Publications of all kind based on the Open Systems Pharmacology Suite
15 stars 2 forks source link

Reproductive toxicity in birds predicted by physiologically-based kinetics and bioenergetics modelling #544

Open Yuri05 opened 9 months ago

Yuri05 commented 9 months ago

https://pubmed.ncbi.nlm.nih.gov/38092208/ Sci Total Environ . 2023 Dec 12:912:169096. doi: 10.1016/j.scitotenv.2023.169096 Thomas Martin, Barbara Bauer, Vanessa Baier, Alicia Paini, Stephan Schaller, Patrick Hubbard, Markus Ebeling, David Heckmann, André Gergs

Abstract

Effects on the growth and reproduction of birds are important endpoints in the environmental risk assessment (ERA) of pesticides. Toxicokinetic-toxicodynamic models based on dynamic energy budget theory (DEB) are promising tools to predict these effects mechanistically and make extrapolations relevant to ERA. However, before DEB-TKTD models are accepted as part of ERA for birds, ecotoxicological case studies are required so that stakeholders can assess their capabilities. We present such a case-study, modelling the effects of the fluopyram metabolite benzamide on the northern bobwhite quail (Colinus virginianus). We parametrised a DEB-TKTD model for the embryo stage on the basis of an egg injection study, designed to provide data for model development. We found that information on various endpoints, such as survival, growth, and yolk utilisation were needed to clearly distinguish between the performance of model variants with different TKTD assumptions.

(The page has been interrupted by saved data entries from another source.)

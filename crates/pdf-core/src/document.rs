//! PDF Document wrapper

use crate::font::{FontSpec, StandardFont};
use crate::geometry::{PageBox, Point, Rect};
use crate::locate::{self, TextChar};
use crate::objects::{get_dict, inherited, number, page_content, resolve};
use crate::text::{generate_text_operators, hex_string, TextRenderContext};
use crate::{Align, PdfError, Result};
use flate2::write::ZlibEncoder;
use flate2::Compression;
use lopdf::{dictionary, Dictionary, Document, Object, ObjectId, Stream};
use std::collections::{BTreeMap, HashMap, HashSet};
use std::io::Write;
use std::path::Path;

/// Page size assumed when a page has neither CropBox nor MediaBox (A4)
const FALLBACK_PAGE_BOX: PageBox = PageBox {
    left: 0.0,
    bottom: 0.0,
    right: 595.28,
    top: 841.89,
};

const PAGE_BOX_KEYS: [&[u8]; 2] = [b"CropBox", b"MediaBox"];

/// PDF Document wrapper providing high-level operations
///
/// Positions are page coordinates: points from the top-left corner of the
/// page's crop box, y growing downwards. Inserted text is buffered and
/// written on [`save`](Self::save) or [`to_bytes`](Self::to_bytes), so
/// searches see the document as it was loaded until then.
#[derive(Clone)]
pub struct PdfDocument {
    /// The underlying lopdf document
    inner: Document,
    /// Font objects added for inserted text
    embedded_fonts: HashMap<StandardFont, ObjectId>,
    /// Page font resources (page number -> font -> resource name)
    page_font_resources: BTreeMap<usize, HashMap<StandardFont, String>>,
    /// Buffered content operators per page (page number -> operators)
    page_content_buffer: BTreeMap<usize, Vec<u8>>,
}

impl PdfDocument {
    /// Open a PDF document from a file path
    ///
    /// # Example
    /// ```ignore
    /// let doc = PdfDocument::open("template.pdf")?;
    /// ```
    pub fn open<P: AsRef<Path>>(path: P) -> Result<Self> {
        let inner = Document::load(path).map_err(|e| PdfError::OpenError(e.to_string()))?;
        Self::from_document(inner)
    }

    /// Open a PDF document from bytes
    pub fn open_from_bytes(data: &[u8]) -> Result<Self> {
        let inner = Document::load_mem(data).map_err(|e| PdfError::OpenError(e.to_string()))?;
        Self::from_document(inner)
    }

    fn from_document(inner: Document) -> Result<Self> {
        if inner.get_pages().is_empty() {
            return Err(PdfError::OpenError("document has no pages".to_string()));
        }

        Ok(Self {
            inner,
            embedded_fonts: HashMap::new(),
            page_font_resources: BTreeMap::new(),
            page_content_buffer: BTreeMap::new(),
        })
    }

    /// Get the number of pages in the document
    pub fn page_count(&self) -> usize {
        self.inner.get_pages().len()
    }

    /// Width and height of a page's visible area in points
    pub fn page_size(&self, page: usize) -> Result<(f64, f64)> {
        let page_box = self.page_box(self.page_id(page)?);
        Ok((page_box.width(), page_box.height()))
    }

    /// Characters on a page with their positions, in content order
    pub fn extract_chars(&self, page: usize) -> Result<Vec<TextChar>> {
        let page_id = self.page_id(page)?;
        let page_dict = self.inner.get_dictionary(page_id)?;
        let content = page_content(&self.inner, page_dict);
        let resources = match inherited(&self.inner, page_id, b"Resources") {
            Some(Object::Dictionary(dict)) => Some(dict),
            _ => None,
        };

        locate::extract_chars(&self.inner, &content, resources, self.page_box(page_id))
    }

    /// Find every occurrence of `needle` on a page
    ///
    /// Matching is exact and case-sensitive. Each match is the union of its
    /// character boxes; matches come back in content order and never
    /// overlap. Returns an empty list when the text is absent.
    pub fn search_text(&self, page: usize, needle: &str) -> Result<Vec<Rect>> {
        let chars = self.extract_chars(page)?;
        let matches = locate::search(&chars, needle);
        tracing::debug!(page, needle, matches = matches.len(), "searched page text");
        Ok(matches)
    }

    /// Insert text at a specific position
    ///
    /// # Arguments
    /// * `text` - Text to insert
    /// * `page` - Page number (1-indexed)
    /// * `x` - X coordinate in points
    /// * `y` - Baseline Y coordinate in points (from top)
    /// * `align` - Text alignment
    /// * `font` - Font and size to draw with
    pub fn insert_text(
        &mut self,
        text: &str,
        page: usize,
        x: f64,
        y: f64,
        align: Align,
        font: &FontSpec,
    ) -> Result<()> {
        let page_id = self.page_id(page)?;

        // Skip empty text - nothing to render
        if text.is_empty() {
            return Ok(());
        }

        let encoded = font.encode(text)?;
        let text_width = font.width_of_encoded(&encoded);
        let (pdf_x, pdf_y) = self.page_box(page_id).to_user(Point::new(x, y));
        let font_name = self.get_or_create_font_ref(font.font(), page)?;

        let ctx = TextRenderContext {
            font_name,
            font_size: font.size(),
            text_width,
        };
        let ops = generate_text_operators(&hex_string(&encoded), pdf_x, pdf_y, align, &ctx);
        self.buffer_content(page, &ops);

        Ok(())
    }

    /// Insert text horizontally centered on `center`, with its baseline at
    /// `center.y`
    pub fn insert_text_centered(
        &mut self,
        page: usize,
        center: Point,
        text: &str,
        font: &FontSpec,
    ) -> Result<()> {
        self.insert_text(text, page, center.x, center.y, Align::Center, font)
    }

    /// Save the document to a file
    pub fn save<P: AsRef<Path>>(&mut self, path: P) -> Result<()> {
        self.flush_content_buffers()?;

        self.inner
            .save(path)
            .map_err(|e| PdfError::SaveError(e.to_string()))?;
        Ok(())
    }

    /// Save the document to bytes
    pub fn to_bytes(&mut self) -> Result<Vec<u8>> {
        self.flush_content_buffers()?;

        let mut buffer = Vec::new();
        self.inner
            .save_to(&mut buffer)
            .map_err(|e| PdfError::SaveError(e.to_string()))?;

        Ok(buffer)
    }

    fn page_id(&self, page: usize) -> Result<ObjectId> {
        let pages = self.inner.get_pages();
        u32::try_from(page)
            .ok()
            .and_then(|number| pages.get(&number).copied())
            .ok_or(PdfError::InvalidPage(page, pages.len()))
    }

    /// Visible area of a page: CropBox, else MediaBox, inherited through
    /// the page tree
    fn page_box(&self, page_id: ObjectId) -> PageBox {
        PAGE_BOX_KEYS
            .iter()
            .find_map(|key| {
                inherited(&self.inner, page_id, key)
                    .and_then(|value| page_box_from_object(&self.inner, value))
            })
            .unwrap_or(FALLBACK_PAGE_BOX)
    }

    /// Get or create a font resource name for a specific page
    ///
    /// Names already used by the page's own fonts are never reused.
    fn get_or_create_font_ref(&mut self, font: StandardFont, page: usize) -> Result<String> {
        if let Some(name) = self
            .page_font_resources
            .get(&page)
            .and_then(|fonts| fonts.get(&font))
        {
            return Ok(name.clone());
        }

        let page_id = self.page_id(page)?;
        let existing = self.existing_font_names(page_id);
        let assigned = self.page_font_resources.entry(page).or_default();

        let mut n = 1;
        let name = loop {
            let candidate = format!("F{n}");
            if !existing.contains(candidate.as_bytes())
                && !assigned.values().any(|name| *name == candidate)
            {
                break candidate;
            }
            n += 1;
        };

        assigned.insert(font, name.clone());
        Ok(name)
    }

    fn existing_font_names(&self, page_id: ObjectId) -> HashSet<Vec<u8>> {
        let Some(Object::Dictionary(resources)) = inherited(&self.inner, page_id, b"Resources")
        else {
            return HashSet::new();
        };

        get_dict(&self.inner, resources, b"Font")
            .map(|fonts| fonts.iter().map(|(name, _)| name.clone()).collect())
            .unwrap_or_default()
    }

    /// Buffer content operators for a page (written at save time)
    fn buffer_content(&mut self, page: usize, content: &[u8]) {
        self.page_content_buffer
            .entry(page)
            .or_default()
            .extend_from_slice(content);
    }

    /// Flush all buffered content and font resources to the pages
    fn flush_content_buffers(&mut self) -> Result<()> {
        let buffers = std::mem::take(&mut self.page_content_buffer);
        let resources = std::mem::take(&mut self.page_font_resources);

        for (page, fonts) in resources {
            if !fonts.is_empty() {
                self.add_fonts_to_page_resources(page, &fonts)?;
            }
        }

        for (page, content) in buffers {
            if !content.is_empty() {
                self.append_to_content_stream(page, &content)?;
            }
        }

        Ok(())
    }

    fn embed_font(&mut self, font: StandardFont) -> ObjectId {
        if let Some(id) = self.embedded_fonts.get(&font) {
            return *id;
        }
        let id = self.inner.add_object(font.to_font_dictionary());
        self.embedded_fonts.insert(font, id);
        id
    }

    /// Add fonts to a page's Resources dictionary
    ///
    /// The effective (possibly inherited or shared) resources are copied
    /// into the page itself, so other pages keep theirs unchanged.
    fn add_fonts_to_page_resources(
        &mut self,
        page: usize,
        fonts: &HashMap<StandardFont, String>,
    ) -> Result<()> {
        let page_id = self.page_id(page)?;

        let mut resources_dict = match inherited(&self.inner, page_id, b"Resources") {
            Some(Object::Dictionary(dict)) => dict.clone(),
            _ => Dictionary::new(),
        };
        let mut font_dict = get_dict(&self.inner, &resources_dict, b"Font")
            .cloned()
            .unwrap_or_default();

        for (font, resource_name) in fonts {
            let font_id = self.embed_font(*font);
            font_dict.set(resource_name.as_bytes(), Object::Reference(font_id));
        }
        resources_dict.set("Font", Object::Dictionary(font_dict));

        let mut page_dict = self.inner.get_dictionary(page_id)?.clone();
        page_dict.set("Resources", Object::Dictionary(resources_dict));
        self.inner.objects.insert(page_id, page_dict.into());

        Ok(())
    }

    /// Append content to a page's content stream
    ///
    /// Existing content is left byte-for-byte intact and bracketed by
    /// `q`/`Q`, so its graphics state cannot leak into the appended
    /// operators.
    fn append_to_content_stream(&mut self, page: usize, content: &[u8]) -> Result<()> {
        let page_id = self.page_id(page)?;
        let mut page_dict = self.inner.get_dictionary(page_id)?.clone();

        let mut parts: Vec<Object> = match page_dict.get(b"Contents") {
            Ok(Object::Reference(id)) => match self.inner.get_object(*id) {
                Ok(Object::Array(array)) => array.clone(),
                _ => vec![Object::Reference(*id)],
            },
            Ok(Object::Array(array)) => array.clone(),
            Ok(Object::Stream(stream)) => {
                vec![Object::Reference(self.inner.add_object(stream.clone()))]
            }
            _ => Vec::new(),
        };

        let mut appended = Vec::new();
        if !parts.is_empty() {
            let open_id = self
                .inner
                .add_object(Stream::new(Dictionary::new(), b"q\n".to_vec()));
            parts.insert(0, Object::Reference(open_id));
            appended.extend_from_slice(b"\nQ\n");
        }
        appended.extend_from_slice(content);

        let stream_id = self.inner.add_object(compressed_stream(&appended)?);
        parts.push(Object::Reference(stream_id));

        page_dict.set("Contents", Object::Array(parts));
        self.inner.objects.insert(page_id, page_dict.into());

        Ok(())
    }
}

fn page_box_from_object(doc: &Document, value: &Object) -> Option<PageBox> {
    let Object::Array(values) = value else {
        return None;
    };
    if values.len() < 4 {
        return None;
    }
    let v: Vec<f64> = values[..4]
        .iter()
        .map(|obj| number(resolve(doc, obj)))
        .collect::<Option<_>>()?;
    let page_box = PageBox::from_corners(v[0], v[1], v[2], v[3]);
    (page_box.width() > 0.0 && page_box.height() > 0.0).then_some(page_box)
}

/// Flate-compressed content stream
fn compressed_stream(content: &[u8]) -> Result<Stream> {
    let mut encoder = ZlibEncoder::new(Vec::new(), Compression::default());
    encoder.write_all(content)?;
    let compressed = encoder.finish()?;

    Ok(Stream::new(
        dictionary! { "Filter" => "FlateDecode" },
        compressed,
    ))
}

The calibration data were best explained when it was assumed that chemical uptake occurs via the yolk and that benzamide places stress on energy assimilation and mobilisation. To be able to bridge from the in vitro tests to real-life exposure, we developed a physiologically-based toxicokinetic (PBK) model for the quail and used it to predict benzamide exposure inside the eggs based on dietary exposure in a standard reproductive toxicity study. We then combined the standard DEB model with the TKTD module calibrated to the egg injection studies and used it to predict effects on hatchling and 14-day chick weight based on the exposure predicted by the PBK model. Observed weight reductions, relative to controls, were accurately predicted. Thus, we demonstrate that DEB-TKTD models, in combination with suitable experimental data and, if necessary, with an exposure model, can be used in bird ERA to predict chemical effects on reproduction.